As a market participant, no matter how long you spend researching an investment or tracking a chart for a trade, eventually, you have to pull the trigger. You have to shoot your shot (you miss all the ones you don’t take, anyway).

So what’s holding you back? Yeah … it’s fear.

Investing would be easy if it weren’t for this pain in the rear we know and love as fear. It might not be as terrifying as the spider-looking thing in the photo an inch or two above the words you’re reading right now, but losing money is scary. I mean, not scary enough to make you lose control of your bodily functions (usually) — it’s only money (hopefully of the discretionary variety) — but, certainly scary enough to get you to question if you’re doing the right thing with your hard-earned cash.

Here’s the thing, though: that fear can be your friend.

In fact, understanding it — even harnessing it — can be the difference between building the portfolio of your dreams through consistency and compounding or (gulp) never getting started at all.

Hat’s off to the fearless few

Before I dive into using fear to your advantage, check out how powerful ignoring it can be. Let’s take a super-quick stroll down memory lane … all the way back to 2012, when Facebook went public via an IPO (initial public offering) with a starting share price of $38. It didn’t take long to dip below $18 a share but, well, just look where the share price is today (7/5/23):

As you can see, early Facebook (now Meta) investors have been on a nice little ride over the last decade-plus. If you invested $10,000 at $38 a share back in 2012, your 263-share position would be worth more than $75,000 today.

It seems agonizingly easy in retrospect, but believe me, holding on to that position for the last decade-plus was anything but for those who actually did it. The main reason? You guessed it: fear. I mean, feel free to put yourself in the shoes of the early Facebook investor for a second. Let’s say you really believed in Zuck (founder and CEO Mark Zuckerburg), eagerly invested $10,000 in Facebook on IPO day and, not long after, watched in horror as those same shares shed nearly half their value. I don’t know about you, but I’d be reduced to a puddle on the floor … especially if it was my first major investment.

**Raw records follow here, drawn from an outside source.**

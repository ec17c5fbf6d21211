use serde::{Deserialize, Serialize};

/// One line of an order, denormalized so the order survives later
/// product edits.
#[derive(Debug, Serialize, Deserialize, Clone)]
pub struct OrderItem {
    pub product_id: String,
    pub product_name: String,
    pub quantity: i64,
    pub unit_price: f64,
}

/// Order placed by a buyer against one representative's catalog.
/// Items are stored as a JSON document attribute on the row.
#[derive(Debug, Serialize, Deserialize, Clone)]
pub struct Order {
    pub order_id: String,
    pub user_id: String,
    pub client_name: String,
    pub client_email: Option<String>,
    pub client_phone: Option<String>,
    pub status: String, // "pending" | "confirmed" | "shipped" | "cancelled"
    pub total: f64,
    pub items: Vec<OrderItem>,
    pub notes: Option<String>,
    pub created_at: String,
    pub updated_at: Option<String>,
}

#[derive(Debug, Deserialize)]
pub struct CreateOrderItemPayload {
    pub product_id: String,
    pub quantity: i64,
}

#[derive(Debug, Deserialize)]
pub struct CreateOrderPayload {
    pub client_name: String,
    pub client_email: Option<String>,
    pub client_phone: Option<String>,
    pub items: Vec<CreateOrderItemPayload>,
    pub notes: Option<String>,
}

#[derive(Debug, Deserialize)]
pub struct UpdateOrderPayload {
    pub status: Option<String>,
    pub notes: Option<String>,
}

/// pending -> confirmed -> shipped, with cancellation allowed until shipped
pub fn is_valid_transition(from: &str, to: &str) -> bool {
    matches!(
        (from, to),
        ("pending", "confirmed")
            | ("confirmed", "shipped")
            | ("pending", "cancelled")
            | ("confirmed", "cancelled")
    )
}

#[cfg(test)]
mod tests {
    use super::is_valid_transition;

    #[test]
    fn forward_transitions_are_allowed() {
        assert!(is_valid_transition("pending", "confirmed"));
        assert!(is_valid_transition("confirmed", "shipped"));
    }

    #[test]
    fn cancellation_only_before_shipping() {
        assert!(is_valid_transition("pending", "cancelled"));
        assert!(is_valid_transition("confirmed", "cancelled"));
        assert!(!is_valid_transition("shipped", "cancelled"));
    }

    #[test]
    fn no_backwards_or_skipped_transitions() {
        assert!(!is_valid_transition("shipped", "pending"));
        assert!(!is_valid_transition("pending", "shipped"));
        assert!(!is_valid_transition("cancelled", "confirmed"));
    }
}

Those who let fear get the best of them, and I’m sure plenty of people did, sold their shares on the initial dip. If they didn’t sell then, plenty more surely did sometime between 2021 and late 2022, when the share price dropped from its all-time high (nearly $400) in September of ‘21 to less than $100 by Thanksgiving the following year.

There have been more than a few scary moments for Meta investors over the last 10 years, but, the ones who ignored the noise, believed in the story and held onto their shares have been rewarded handsomely for it.

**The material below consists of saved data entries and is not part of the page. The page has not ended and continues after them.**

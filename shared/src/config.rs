use std::collections::HashSet;
use std::env;
use std::time::Duration;

const DEFAULT_FETCH_TIMEOUT_SECS: u64 = 60;
const DEFAULT_FETCH_RETRIES: u32 = 2;
const DEFAULT_BACKOFF_STEP_MS: u64 = 500;
const DEFAULT_MAX_IMAGE_BYTES: u64 = 20 * 1024 * 1024;
const DEFAULT_LARGE_IMAGE_BYTES: usize = 10 * 1024 * 1024;

/// Limits for the external image fetch loop
#[derive(Debug, Clone)]
pub struct FetchConfig {
    /// Per-attempt timeout, not an overall budget
    pub timeout: Duration,
    /// Extra attempts after the first
    pub retries: u32,
    /// Backoff between attempts is step * attempt_number
    pub backoff_step: Duration,
    /// Declared content-length above this is rejected before download
    pub max_content_length: u64,
}

/// Hostname trust overrides for the image fetch. Kept as an explicit
/// policy table instead of conditionals scattered through the client code.
#[derive(Debug, Clone, Default)]
pub struct TrustPolicy {
    insecure_hosts: HashSet<String>,
    direct_fallback_hosts: HashSet<String>,
    allow_insecure_in_production: bool,
    production: bool,
}

impl TrustPolicy {
    pub fn new(
        insecure_hosts: HashSet<String>,
        direct_fallback_hosts: HashSet<String>,
        allow_insecure_in_production: bool,
        production: bool,
    ) -> Self {
        TrustPolicy {
            insecure_hosts,
            direct_fallback_hosts,
            allow_insecure_in_production,
            production,
        }
    }

    /// Whether certificate verification may be skipped for this host.
    /// In production the env flag must also be set.
    pub fn allows_insecure(&self, host: &str) -> bool {
        let listed = self.insecure_hosts.contains(&host.to_lowercase());
        if self.production {
            listed && self.allow_insecure_in_production
        } else {
            listed
        }
    }

    /// Whether a proxy-bypassing direct retry is allowed after a 5xx.
    pub fn allows_direct_fallback(&self, host: &str) -> bool {
        self.direct_fallback_hosts.contains(&host.to_lowercase())
    }
}

/// Size-driven transform plan parameters
#[derive(Debug, Clone)]
pub struct TransformConfig {
    /// Payloads above this get the aggressive downscale + re-encode
    pub large_image_bytes: usize,
    pub large_max_dimension: u32,
    pub default_max_dimension: u32,
    pub large_quality: u8,
    pub default_quality: u8,
}

#[derive(Debug, Clone)]
pub struct PipelineConfig {
    pub table_name: String,
    pub bucket_name: String,
    /// Base URL the stored objects are served from (the /proxy-image route)
    pub public_base_url: String,
    pub fetch: FetchConfig,
    pub trust: TrustPolicy,
    pub transform: TransformConfig,
}

fn env_u64(name: &str, default: u64) -> u64 {
    env::var(name)
        .ok()
        .and_then(|v| v.parse().ok())
        .unwrap_or(default)
}

fn env_flag(name: &str) -> bool {
    matches!(
        env::var(name).unwrap_or_default().to_lowercase().as_str(),
        "1" | "true" | "yes"
    )
}

pub(crate) fn parse_host_list(raw: &str) -> HashSet<String> {
    raw.split(',')
        .map(|h| h.trim().to_lowercase())
        .filter(|h| !h.is_empty())
        .collect()
}

impl PipelineConfig {
    pub fn from_env() -> Self {
        let insecure_hosts =
            parse_host_list(&env::var("INSECURE_TLS_HOSTS").unwrap_or_default());
        let direct_fallback_hosts =
            parse_host_list(&env::var("DIRECT_FALLBACK_HOSTS").unwrap_or_default());
        let production = env::var("ENVIRONMENT")
            .map(|v| v.eq_ignore_ascii_case("production"))
            .unwrap_or(false);

        PipelineConfig {
            table_name: env::var("TABLE_NAME").unwrap_or_else(|_| "repvendas".to_string()),
            bucket_name: env::var("S3_BUCKET_NAME")
                .unwrap_or_else(|_| "repvendas-images".to_string()),
            public_base_url: env::var("PUBLIC_IMAGE_BASE_URL")
                .unwrap_or_else(|_| "https://api.repvendas.app/proxy-image".to_string()),
            fetch: FetchConfig {
                timeout: Duration::from_secs(env_u64(
                    "FETCH_TIMEOUT_SECS",
                    DEFAULT_FETCH_TIMEOUT_SECS,
                )),
                retries: env_u64("FETCH_RETRIES", DEFAULT_FETCH_RETRIES as u64) as u32,
                backoff_step: Duration::from_millis(DEFAULT_BACKOFF_STEP_MS),
                max_content_length: env_u64("MAX_IMAGE_BYTES", DEFAULT_MAX_IMAGE_BYTES),
            },
            trust: TrustPolicy::new(
                insecure_hosts,
                direct_fallback_hosts,
                env_flag("ALLOW_INSECURE_TLS"),
                production,
            ),
            transform: TransformConfig {
                large_image_bytes: env_u64(
                    "LARGE_IMAGE_THRESHOLD_BYTES",
                    DEFAULT_LARGE_IMAGE_BYTES as u64,
                ) as usize,
                large_max_dimension: 800,
                default_max_dimension: 1200,
                large_quality: 70,
                default_quality: 85,
            },
        }
    }
}

#[cfg(test)]
mod tests {
    use super::*;

    fn policy(insecure: &[&str], direct: &[&str], allow_prod: bool, prod: bool) -> TrustPolicy {
        TrustPolicy::new(
            insecure.iter().map(|s| s.to_string()).collect(),
            direct.iter().map(|s| s.to_string()).collect(),
            allow_prod,
            prod,
        )
    }

    #[test]
    fn host_list_parsing_trims_and_lowercases() {
        let hosts = parse_host_list(" Fotos.Fornecedor.com.br , cdn.exemplo.com ,, ");
        assert!(hosts.contains("fotos.fornecedor.com.br"));
        assert!(hosts.contains("cdn.exemplo.com"));
        assert_eq!(hosts.len(), 2);
    }

    #[test]
    fn insecure_hosts_matched_case_insensitively() {
        let p = policy(&["fotos.fornecedor.com.br"], &[], false, false);
        assert!(p.allows_insecure("FOTOS.fornecedor.com.BR"));
        assert!(!p.allows_insecure("outro.com"));
    }

    #[test]
    fn production_requires_the_extra_flag() {
        let listed_only = policy(&["fotos.fornecedor.com.br"], &[], false, true);
        assert!(!listed_only.allows_insecure("fotos.fornecedor.com.br"));

        let flagged = policy(&["fotos.fornecedor.com.br"], &[], true, true);
        assert!(flagged.allows_insecure("fotos.fornecedor.com.br"));
    }

    #[test]
    fn direct_fallback_is_a_separate_list() {
        let p = policy(&["a.com"], &["b.com"], false, false);
        assert!(!p.allows_direct_fallback("a.com"));
        assert!(p.allows_direct_fallback("b.com"));
    }
}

Make fear your portfolio’s friend

Now that you know how important fear management is, you can get a better idea of its value as an investment tool. The market is going to get fearful from time to time. It’s been proven again and again for as long as the stock market has been a thing. It doesn’t matter how many nameless, faceless guys on the internet write blog posts encouraging the opposite, the market is going to react negatively to fear.

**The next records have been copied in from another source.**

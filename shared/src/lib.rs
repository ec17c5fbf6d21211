pub mod auth;
pub mod config;
pub mod email;
pub mod fetch;
pub mod image_proxy;
pub mod ingest;
pub mod notify;
pub mod storage;
pub mod transform;
pub mod types;

use aws_sdk_dynamodb::Client as DynamoClient;
use aws_sdk_s3::Client as S3Client;
use aws_sdk_sesv2::Client as SesClient;

/// Shared per-invocation state built once at cold start.
pub struct AppState {
    pub dynamo_client: DynamoClient,
    pub s3_client: S3Client,
    pub ses_client: SesClient,
    pub fetch_clients: fetch::FetchClients,
    pub config: config::PipelineConfig,
}
#[cfg(test)]
mod tests {
    use super::*;
    use serde_json::json;

    fn product(id: &str, reference: &str, price: f64, stock: i64) -> Product {
        Product {
            product_id: id.to_string(),
            user_id: "u-1".to_string(),
            name: format!("Product {}", id),
            brand: None,
            price,
            stock_quantity: stock,
            track_stock: true,
            reference_code: Some(reference.to_string()),
            barcode: None,
            sku: None,
            image_url: None,
            image_path: None,
            images: vec![],
            created_at: "2024-01-01T00:00:00Z".to_string(),
            updated_at: None,
        }
    }

    fn rows(raw: serde_json::Value) -> Vec<serde_json::Map<String, serde_json::Value>> {
        raw.as_array()
            .unwrap()
            .iter()
            .map(|v| v.as_object().unwrap().clone())
            .collect()
    }

    #[test]
    fn unknown_keys_are_reported_never_created() {
        let catalog = vec![product("p1", "A1", 90.0, 0)];
        let index = index_products(&catalog, MatchKey::ReferenceCode, TargetField::Price);
        let results = classify_rows(
            &rows(json!([{"REF": "ZZZ", "VALOR": "50"}])),
            "REF",
            "VALOR",
            TargetField::Price,
            &index,
        );
        assert_eq!(results[0].outcome, Outcome::NotFound);
        assert!(results[0].product_id.is_none());
    }

    #[test]
    fn equal_values_are_no_change() {
        let catalog = vec![product("p1", "A1", 90.0, 0)];
        let index = index_products(&catalog, MatchKey::ReferenceCode, TargetField::Price);
        let results = classify_rows(
            &rows(json!([{"REF": "A1", "VALOR": "90,00"}])),
            "REF",
            "VALOR",
            TargetField::Price,
            &index,
        );
        assert_eq!(results[0].outcome, Outcome::NoChange);
    }

    #[test]
    fn duplicate_keys_see_the_value_the_earlier_row_writes() {
        // Two identical rows for A1 (90 -> 100) plus an unknown key:
        // the first is a match, the second a no_change (it is judged
        // against 100, not the stale 90), ZZZ is not_found.
        let catalog = vec![product("p1", "A1", 90.0, 0)];
        let index = index_products(&catalog, MatchKey::ReferenceCode, TargetField::Price);
        let results = classify_rows(
            &rows(json!([
                {"REF": "A1", "VALOR": 100},
                {"REF": "A1", "VALOR": 100},
                {"REF": "ZZZ", "VALOR": 50},
            ])),
            "REF",
            "VALOR",
            TargetField::Price,
            &index,
        );
        assert_eq!(results[0].outcome, Outcome::Match);
        assert_eq!(results[0].current_value, Some(90.0));
        assert_eq!(results[0].new_value, Some(100.0));
        assert_eq!(results[1].outcome, Outcome::NoChange);
        assert_eq!(results[1].current_value, Some(100.0));
        assert_eq!(results[2].outcome, Outcome::NotFound);
    }

    #[test]
    fn stock_rows_compare_as_integers() {
        let catalog = vec![product("p1", "A1", 90.0, 15)];
        let index = index_products(&catalog, MatchKey::ReferenceCode, TargetField::StockQuantity);
        let results = classify_rows(
            &rows(json!([
                {"REF": "A1", "ESTOQUE": "15"},
                {"REF": "A1", "ESTOQUE": "20"},
            ])),
            "REF",
            "ESTOQUE",
            TargetField::StockQuantity,
            &index,
        );
        assert_eq!(results[0].outcome, Outcome::NoChange);
        assert_eq!(results[1].outcome, Outcome::Match);
    }

    #[test]
    fn malformed_cells_parse_to_zero_and_still_classify() {
        let catalog = vec![product("p1", "A1", 90.0, 0)];
        let index = index_products(&catalog, MatchKey::ReferenceCode, TargetField::Price);
        let results = classify_rows(
            &rows(json!([{"REF": "A1", "VALOR": "abc"}])),
            "REF",
            "VALOR",
            TargetField::Price,
            &index,
        );
        // 90 -> 0 is a real change
        assert_eq!(results[0].outcome, Outcome::Match);
        assert_eq!(results[0].new_value, Some(0.0));
    }

    #[test]
    fn report_counts_follow_the_classification() {
        let catalog = vec![product("p1", "A1", 90.0, 0)];
        let index = index_products(&catalog, MatchKey::ReferenceCode, TargetField::Price);
        let results = classify_rows(
            &rows(json!([
                {"REF": "A1", "VALOR": 100},
                {"REF": "A1", "VALOR": 100},
                {"REF": "ZZZ", "VALOR": 50},
            ])),
            "REF",
            "VALOR",
            TargetField::Price,
            &index,
        );
        let report = report_from(&results);
        assert_eq!(report.total_processed, 3);
        assert_eq!(report.no_change_count, 1);
        assert_eq!(report.mismatch_count, 1);
        assert_eq!(report.mismatch_list, vec!["ZZZ".to_string()]);
        // updated_count is only incremented by the apply loop
        assert_eq!(report.updated_count, 0);
    }

    fn match_row(row: usize, key: &str, product_id: &str, new_value: f64) -> RowResult {
        RowResult {
            row,
            key: key.to_string(),
            outcome: Outcome::Match,
            product_id: Some(product_id.to_string()),
            current_value: Some(0.0),
            new_value: Some(new_value),
        }
    }

    #[tokio::test]
    async fn stop_on_error_halts_at_the_first_failing_row() {
        let results = vec![
            match_row(0, "A1", "p-a", 10.0),
            match_row(1, "B2", "p-b", 20.0),
            match_row(2, "C3", "p-c", 30.0),
        ];
        let attempted = std::cell::RefCell::new(Vec::new());
        let mut report = SyncReport::default();

        let outcome = apply_matches(&results, true, &mut report, |product_id, _| {
            attempted.borrow_mut().push(product_id.clone());
            async move {
                if product_id == "p-b" {
                    Err("write refused".to_string())
                } else {
                    Ok(())
                }
            }
        })
        .await;

        let err = outcome.unwrap_err();
        assert!(err.contains("row 1"));
        assert!(err.contains("B2"));
        // The third row is never attempted
        assert_eq!(*attempted.borrow(), vec!["p-a".to_string(), "p-b".to_string()]);
        assert_eq!(report.updated_count, 1);
        assert_eq!(report.error_count, 0);
    }

    #[tokio::test]
    async fn without_stop_on_error_failures_accumulate_and_the_run_continues() {
        let results = vec![
            match_row(0, "A1", "p-a", 10.0),
            match_row(1, "B2", "p-b", 20.0),
            match_row(2, "C3", "p-c", 30.0),
        ];
        let attempted = std::cell::RefCell::new(Vec::new());
        let mut report = SyncReport::default();

        let outcome = apply_matches(&results, false, &mut report, |product_id, _| {
            attempted.borrow_mut().push(product_id.clone());
            async move {
                if product_id == "p-b" {
                    Err("write refused".to_string())
                } else {
                    Ok(())
                }
            }
        })
        .await;

        assert!(outcome.is_ok());
        assert_eq!(attempted.borrow().len(), 3);
        assert_eq!(report.updated_count, 2);
        assert_eq!(report.error_count, 1);
    }

    #[tokio::test]
    async fn only_match_rows_reach_the_writer() {
        let mut no_change = match_row(0, "A1", "p-a", 10.0);
        no_change.outcome = Outcome::NoChange;
        let mut not_found = match_row(1, "ZZZ", "", 5.0);
        not_found.outcome = Outcome::NotFound;
        not_found.product_id = None;
        let results = vec![no_change, not_found, match_row(2, "B2", "p-b", 20.0)];

        let attempted = std::cell::RefCell::new(Vec::new());
        let mut report = SyncReport::default();

        apply_matches(&results, true, &mut report, |product_id, _| {
            attempted.borrow_mut().push(product_id.clone());
            async move { Ok(()) }
        })
        .await
        .unwrap();

        assert_eq!(*attempted.borrow(), vec!["p-b".to_string()]);
        assert_eq!(report.updated_count, 1);
    }

    #[test]
    fn products_without_the_chosen_key_cannot_match() {
        let mut p = product("p1", "A1", 90.0, 0);
        p.reference_code = None;
        p.barcode = Some("789000".to_string());
        let by_reference =
            index_products(&[p.clone()], MatchKey::ReferenceCode, TargetField::Price);
        assert!(by_reference.is_empty());
        let by_barcode = index_products(&[p], MatchKey::Barcode, TargetField::Price);
        assert!(by_barcode.contains_key("789000"));
    }
}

You, though, by taking advantage of the market’s propensity to overreact, don’t have to.

Instead of freaking out, use the market’s fear to scoop up shares of some of the world’s best companies when they’re on sale. Think of it as turning a negative into a positive. It’s super simple as a concept, but really hard to implement as a practice. Turns out, human psychology is a tough nut to crack.

Harken back to the Facebook analogy I used earlier in this post, though.

Know what would’ve been even better than buying $10,000 worth of stock when it hit the market at $38 a share? Buying $10,000 worth when once it plummeted to the $18 range. You’d be up twice as much.

You could buy a share for less than $100 less than a year ago. Now, shares of Meta are approaching $300. The company hasn’t really done anything other than lay a ton of people off to cut costs, yet the share price has almost tripled.

So what’s changed?

Sentiment.

A year ago, people were worried Meta was going to spend its way to irrelevancy through its enormous investment in the metaverse. Investors thought Tik Tok would destroy Instagram. Today, with the layoffs in the rear-view mirror, AI causing people to give the metaverse a second look (even if a bit reluctantly) and the Twitter-killer app Threads on the way, investing in Meta is cool again. Don’t take my word for it … just look at the share price.

The bottom line: make fear your friend. Use it to start building positions in companies you like, but maybe haven’t invested in because you thought the valuation was a bit rich. Also, as long as the reason you started investing in a company, to begin with, doesn’t drastically change course, use big dips like those created from fear (usually after bad earnings reports or lowered guidance) to add to your favorite positions.


Disclaimer: I’m a market participant, not a financial advisor. This is not financial advice.